Saved entries:
• • • • •

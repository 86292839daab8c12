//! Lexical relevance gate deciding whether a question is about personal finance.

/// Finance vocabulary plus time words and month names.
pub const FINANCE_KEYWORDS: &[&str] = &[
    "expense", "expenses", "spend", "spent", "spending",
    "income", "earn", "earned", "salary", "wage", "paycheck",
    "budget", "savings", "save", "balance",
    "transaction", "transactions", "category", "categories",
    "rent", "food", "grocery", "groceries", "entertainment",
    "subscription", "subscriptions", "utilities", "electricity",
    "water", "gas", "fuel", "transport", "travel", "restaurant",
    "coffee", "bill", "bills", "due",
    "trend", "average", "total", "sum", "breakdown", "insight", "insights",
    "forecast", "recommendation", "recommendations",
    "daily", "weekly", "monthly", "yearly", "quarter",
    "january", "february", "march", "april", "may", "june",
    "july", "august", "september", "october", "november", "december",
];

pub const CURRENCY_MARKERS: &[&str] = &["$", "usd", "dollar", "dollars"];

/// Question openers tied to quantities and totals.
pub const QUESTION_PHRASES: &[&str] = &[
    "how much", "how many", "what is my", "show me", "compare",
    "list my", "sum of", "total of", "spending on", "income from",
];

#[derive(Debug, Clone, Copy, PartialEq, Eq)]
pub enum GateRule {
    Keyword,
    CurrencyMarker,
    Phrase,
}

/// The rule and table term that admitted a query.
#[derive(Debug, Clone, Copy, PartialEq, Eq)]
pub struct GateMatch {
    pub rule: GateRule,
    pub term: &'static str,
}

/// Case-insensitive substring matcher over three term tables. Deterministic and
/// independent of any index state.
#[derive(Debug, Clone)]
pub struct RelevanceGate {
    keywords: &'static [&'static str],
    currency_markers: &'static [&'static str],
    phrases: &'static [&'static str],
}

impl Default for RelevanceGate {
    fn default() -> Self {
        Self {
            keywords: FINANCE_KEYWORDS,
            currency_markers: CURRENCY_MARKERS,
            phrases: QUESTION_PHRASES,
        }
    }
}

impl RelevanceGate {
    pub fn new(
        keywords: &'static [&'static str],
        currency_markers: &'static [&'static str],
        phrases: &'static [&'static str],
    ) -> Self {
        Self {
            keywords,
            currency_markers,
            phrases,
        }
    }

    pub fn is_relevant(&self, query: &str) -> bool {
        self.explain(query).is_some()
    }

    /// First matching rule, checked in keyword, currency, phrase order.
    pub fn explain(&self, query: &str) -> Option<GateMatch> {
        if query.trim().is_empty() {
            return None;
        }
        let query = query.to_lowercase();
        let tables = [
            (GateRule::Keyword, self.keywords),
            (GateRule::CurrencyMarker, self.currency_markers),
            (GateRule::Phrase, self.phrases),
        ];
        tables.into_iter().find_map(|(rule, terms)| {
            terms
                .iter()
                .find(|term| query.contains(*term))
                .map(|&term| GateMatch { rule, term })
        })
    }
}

• • • • •

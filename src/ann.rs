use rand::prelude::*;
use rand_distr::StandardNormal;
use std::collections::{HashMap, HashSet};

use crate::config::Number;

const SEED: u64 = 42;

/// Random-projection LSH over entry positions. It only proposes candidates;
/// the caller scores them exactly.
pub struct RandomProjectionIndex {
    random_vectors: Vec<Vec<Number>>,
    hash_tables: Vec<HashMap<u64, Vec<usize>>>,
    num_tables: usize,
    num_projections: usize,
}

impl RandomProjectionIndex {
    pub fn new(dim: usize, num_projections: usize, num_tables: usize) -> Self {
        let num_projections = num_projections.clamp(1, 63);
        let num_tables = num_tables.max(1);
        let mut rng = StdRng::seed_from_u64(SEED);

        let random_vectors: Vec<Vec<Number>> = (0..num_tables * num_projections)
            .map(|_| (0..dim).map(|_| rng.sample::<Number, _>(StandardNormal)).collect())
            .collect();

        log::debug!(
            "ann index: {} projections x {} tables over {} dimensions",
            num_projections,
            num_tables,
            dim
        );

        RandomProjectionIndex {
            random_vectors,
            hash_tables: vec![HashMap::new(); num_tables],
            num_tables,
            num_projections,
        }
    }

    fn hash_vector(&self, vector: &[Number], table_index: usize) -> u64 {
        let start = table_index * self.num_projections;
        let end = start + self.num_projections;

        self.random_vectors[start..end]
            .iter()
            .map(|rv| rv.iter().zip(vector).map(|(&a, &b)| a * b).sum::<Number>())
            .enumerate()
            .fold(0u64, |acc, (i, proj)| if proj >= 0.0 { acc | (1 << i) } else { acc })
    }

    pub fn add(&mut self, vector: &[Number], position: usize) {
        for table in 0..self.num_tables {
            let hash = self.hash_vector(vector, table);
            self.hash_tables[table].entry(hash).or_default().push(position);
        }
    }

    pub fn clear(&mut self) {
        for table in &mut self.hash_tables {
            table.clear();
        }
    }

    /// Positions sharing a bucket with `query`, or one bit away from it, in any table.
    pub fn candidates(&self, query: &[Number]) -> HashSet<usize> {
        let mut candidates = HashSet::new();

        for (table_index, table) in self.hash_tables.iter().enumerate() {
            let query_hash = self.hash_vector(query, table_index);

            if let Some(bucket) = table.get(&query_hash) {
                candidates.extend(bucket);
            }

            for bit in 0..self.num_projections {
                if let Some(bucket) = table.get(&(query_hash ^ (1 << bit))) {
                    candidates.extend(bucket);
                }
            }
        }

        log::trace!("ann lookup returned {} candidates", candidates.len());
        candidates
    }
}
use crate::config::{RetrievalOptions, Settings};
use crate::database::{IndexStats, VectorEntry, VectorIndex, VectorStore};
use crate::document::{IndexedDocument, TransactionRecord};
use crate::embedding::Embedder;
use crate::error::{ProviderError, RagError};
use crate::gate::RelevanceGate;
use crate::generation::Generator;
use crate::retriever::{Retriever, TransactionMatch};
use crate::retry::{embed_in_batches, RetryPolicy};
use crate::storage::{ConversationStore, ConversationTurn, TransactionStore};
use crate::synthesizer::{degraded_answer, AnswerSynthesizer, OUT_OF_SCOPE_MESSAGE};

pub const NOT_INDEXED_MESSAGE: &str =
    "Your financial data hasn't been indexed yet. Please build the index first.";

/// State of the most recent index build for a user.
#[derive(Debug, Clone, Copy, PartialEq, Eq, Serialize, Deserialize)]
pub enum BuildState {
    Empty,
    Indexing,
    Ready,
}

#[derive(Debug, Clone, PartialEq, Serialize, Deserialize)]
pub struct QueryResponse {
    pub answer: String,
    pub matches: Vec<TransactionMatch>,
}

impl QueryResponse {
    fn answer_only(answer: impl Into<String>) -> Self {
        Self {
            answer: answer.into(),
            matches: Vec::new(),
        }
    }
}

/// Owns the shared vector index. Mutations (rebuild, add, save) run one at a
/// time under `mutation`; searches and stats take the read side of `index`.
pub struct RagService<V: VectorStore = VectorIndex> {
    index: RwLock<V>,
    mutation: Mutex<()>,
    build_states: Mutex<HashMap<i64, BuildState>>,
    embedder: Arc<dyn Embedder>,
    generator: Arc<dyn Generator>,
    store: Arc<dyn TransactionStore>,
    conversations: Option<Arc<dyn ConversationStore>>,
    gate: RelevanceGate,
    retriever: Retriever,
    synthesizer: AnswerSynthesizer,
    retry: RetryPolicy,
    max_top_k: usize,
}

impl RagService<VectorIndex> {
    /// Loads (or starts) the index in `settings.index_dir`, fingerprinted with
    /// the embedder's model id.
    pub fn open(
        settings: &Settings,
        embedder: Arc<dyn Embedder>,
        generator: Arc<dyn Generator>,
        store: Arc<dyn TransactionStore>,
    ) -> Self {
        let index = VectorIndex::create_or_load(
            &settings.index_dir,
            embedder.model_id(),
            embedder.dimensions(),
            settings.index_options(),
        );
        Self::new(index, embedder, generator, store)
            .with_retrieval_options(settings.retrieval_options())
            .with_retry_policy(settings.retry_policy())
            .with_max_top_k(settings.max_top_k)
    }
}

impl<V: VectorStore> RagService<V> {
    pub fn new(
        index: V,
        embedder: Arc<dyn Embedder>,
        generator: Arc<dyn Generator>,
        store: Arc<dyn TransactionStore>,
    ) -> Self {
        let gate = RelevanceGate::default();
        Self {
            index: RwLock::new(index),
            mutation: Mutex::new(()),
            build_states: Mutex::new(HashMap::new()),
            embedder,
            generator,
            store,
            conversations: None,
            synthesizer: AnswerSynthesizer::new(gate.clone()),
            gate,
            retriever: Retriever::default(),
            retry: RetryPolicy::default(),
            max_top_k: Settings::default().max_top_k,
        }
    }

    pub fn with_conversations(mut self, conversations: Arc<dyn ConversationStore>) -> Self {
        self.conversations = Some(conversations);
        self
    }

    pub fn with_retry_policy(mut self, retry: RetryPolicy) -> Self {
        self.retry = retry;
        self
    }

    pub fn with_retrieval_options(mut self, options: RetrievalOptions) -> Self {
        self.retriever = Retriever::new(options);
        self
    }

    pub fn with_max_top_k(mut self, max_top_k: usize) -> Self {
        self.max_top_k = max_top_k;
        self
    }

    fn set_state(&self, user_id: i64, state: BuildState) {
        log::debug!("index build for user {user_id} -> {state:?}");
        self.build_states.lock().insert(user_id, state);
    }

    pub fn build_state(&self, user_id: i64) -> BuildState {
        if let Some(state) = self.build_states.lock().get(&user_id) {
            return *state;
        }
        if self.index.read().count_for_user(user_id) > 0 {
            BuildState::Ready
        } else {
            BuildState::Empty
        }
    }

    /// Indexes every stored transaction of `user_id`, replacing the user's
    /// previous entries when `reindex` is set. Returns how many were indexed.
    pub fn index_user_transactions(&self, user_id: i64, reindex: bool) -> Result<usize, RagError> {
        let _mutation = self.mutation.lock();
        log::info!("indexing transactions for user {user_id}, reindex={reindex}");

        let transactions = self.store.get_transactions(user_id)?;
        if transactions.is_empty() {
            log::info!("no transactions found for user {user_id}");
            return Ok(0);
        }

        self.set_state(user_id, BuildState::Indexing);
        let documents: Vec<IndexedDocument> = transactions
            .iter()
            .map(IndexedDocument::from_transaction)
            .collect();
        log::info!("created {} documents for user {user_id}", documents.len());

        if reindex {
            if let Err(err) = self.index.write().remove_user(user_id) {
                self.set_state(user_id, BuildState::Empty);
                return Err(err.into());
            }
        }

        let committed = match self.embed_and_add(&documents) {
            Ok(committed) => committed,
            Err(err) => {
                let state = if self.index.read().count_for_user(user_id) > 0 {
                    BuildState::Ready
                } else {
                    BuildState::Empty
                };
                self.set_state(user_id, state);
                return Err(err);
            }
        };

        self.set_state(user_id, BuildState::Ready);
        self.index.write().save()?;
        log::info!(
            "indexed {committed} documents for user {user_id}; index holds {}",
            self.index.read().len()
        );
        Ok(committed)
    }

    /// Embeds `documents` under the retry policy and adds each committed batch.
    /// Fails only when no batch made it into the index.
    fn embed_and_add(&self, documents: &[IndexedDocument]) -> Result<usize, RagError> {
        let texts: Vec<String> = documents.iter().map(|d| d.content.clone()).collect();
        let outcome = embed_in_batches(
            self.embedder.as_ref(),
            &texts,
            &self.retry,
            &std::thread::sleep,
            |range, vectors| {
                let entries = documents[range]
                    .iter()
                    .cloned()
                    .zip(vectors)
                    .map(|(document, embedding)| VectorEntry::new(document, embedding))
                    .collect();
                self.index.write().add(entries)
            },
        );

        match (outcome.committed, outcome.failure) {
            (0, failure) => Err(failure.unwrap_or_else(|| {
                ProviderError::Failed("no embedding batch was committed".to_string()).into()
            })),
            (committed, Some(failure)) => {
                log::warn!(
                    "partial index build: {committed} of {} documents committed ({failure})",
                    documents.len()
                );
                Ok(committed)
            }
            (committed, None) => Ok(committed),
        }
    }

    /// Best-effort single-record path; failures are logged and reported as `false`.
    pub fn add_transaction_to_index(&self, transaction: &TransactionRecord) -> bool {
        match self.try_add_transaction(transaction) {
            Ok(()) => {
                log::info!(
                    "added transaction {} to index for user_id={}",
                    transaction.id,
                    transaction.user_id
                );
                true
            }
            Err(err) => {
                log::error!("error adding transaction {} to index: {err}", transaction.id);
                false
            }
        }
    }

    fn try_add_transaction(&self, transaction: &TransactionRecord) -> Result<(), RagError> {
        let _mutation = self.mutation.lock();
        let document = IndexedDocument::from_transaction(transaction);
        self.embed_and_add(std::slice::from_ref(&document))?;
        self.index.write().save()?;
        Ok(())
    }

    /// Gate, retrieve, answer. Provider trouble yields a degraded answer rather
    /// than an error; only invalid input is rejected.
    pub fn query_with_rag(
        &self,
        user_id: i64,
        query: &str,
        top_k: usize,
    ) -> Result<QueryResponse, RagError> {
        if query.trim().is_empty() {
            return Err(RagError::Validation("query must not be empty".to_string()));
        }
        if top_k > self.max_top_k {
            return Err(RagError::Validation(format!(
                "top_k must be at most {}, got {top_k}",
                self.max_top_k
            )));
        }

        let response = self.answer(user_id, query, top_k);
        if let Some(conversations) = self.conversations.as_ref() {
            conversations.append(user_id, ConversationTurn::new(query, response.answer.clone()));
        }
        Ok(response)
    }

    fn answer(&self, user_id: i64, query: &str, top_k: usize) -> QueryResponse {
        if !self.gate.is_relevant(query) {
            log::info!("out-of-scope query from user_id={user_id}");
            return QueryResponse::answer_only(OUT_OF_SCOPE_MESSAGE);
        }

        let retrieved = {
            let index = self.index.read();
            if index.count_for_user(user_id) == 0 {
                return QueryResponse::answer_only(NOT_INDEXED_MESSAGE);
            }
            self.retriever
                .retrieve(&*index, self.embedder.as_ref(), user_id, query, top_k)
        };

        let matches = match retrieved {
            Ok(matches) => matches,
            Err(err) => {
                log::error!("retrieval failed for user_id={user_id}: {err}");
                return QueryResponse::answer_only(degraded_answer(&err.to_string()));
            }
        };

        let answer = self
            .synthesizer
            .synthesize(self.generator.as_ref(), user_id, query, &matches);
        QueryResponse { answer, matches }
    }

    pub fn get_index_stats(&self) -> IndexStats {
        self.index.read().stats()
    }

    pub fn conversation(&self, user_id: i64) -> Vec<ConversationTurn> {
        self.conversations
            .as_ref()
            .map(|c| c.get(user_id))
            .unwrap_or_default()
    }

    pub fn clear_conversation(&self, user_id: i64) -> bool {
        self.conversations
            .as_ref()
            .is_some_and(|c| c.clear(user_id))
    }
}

• • • • •

A complete answer gives every line of the records holding "RetryPolicy".

use crate::retry::{embed_in_batches, RetryPolicy};
    retry: RetryPolicy,
            retry: RetryPolicy::default(),
    pub fn with_retry_policy(mut self, retry: RetryPolicy) -> Self {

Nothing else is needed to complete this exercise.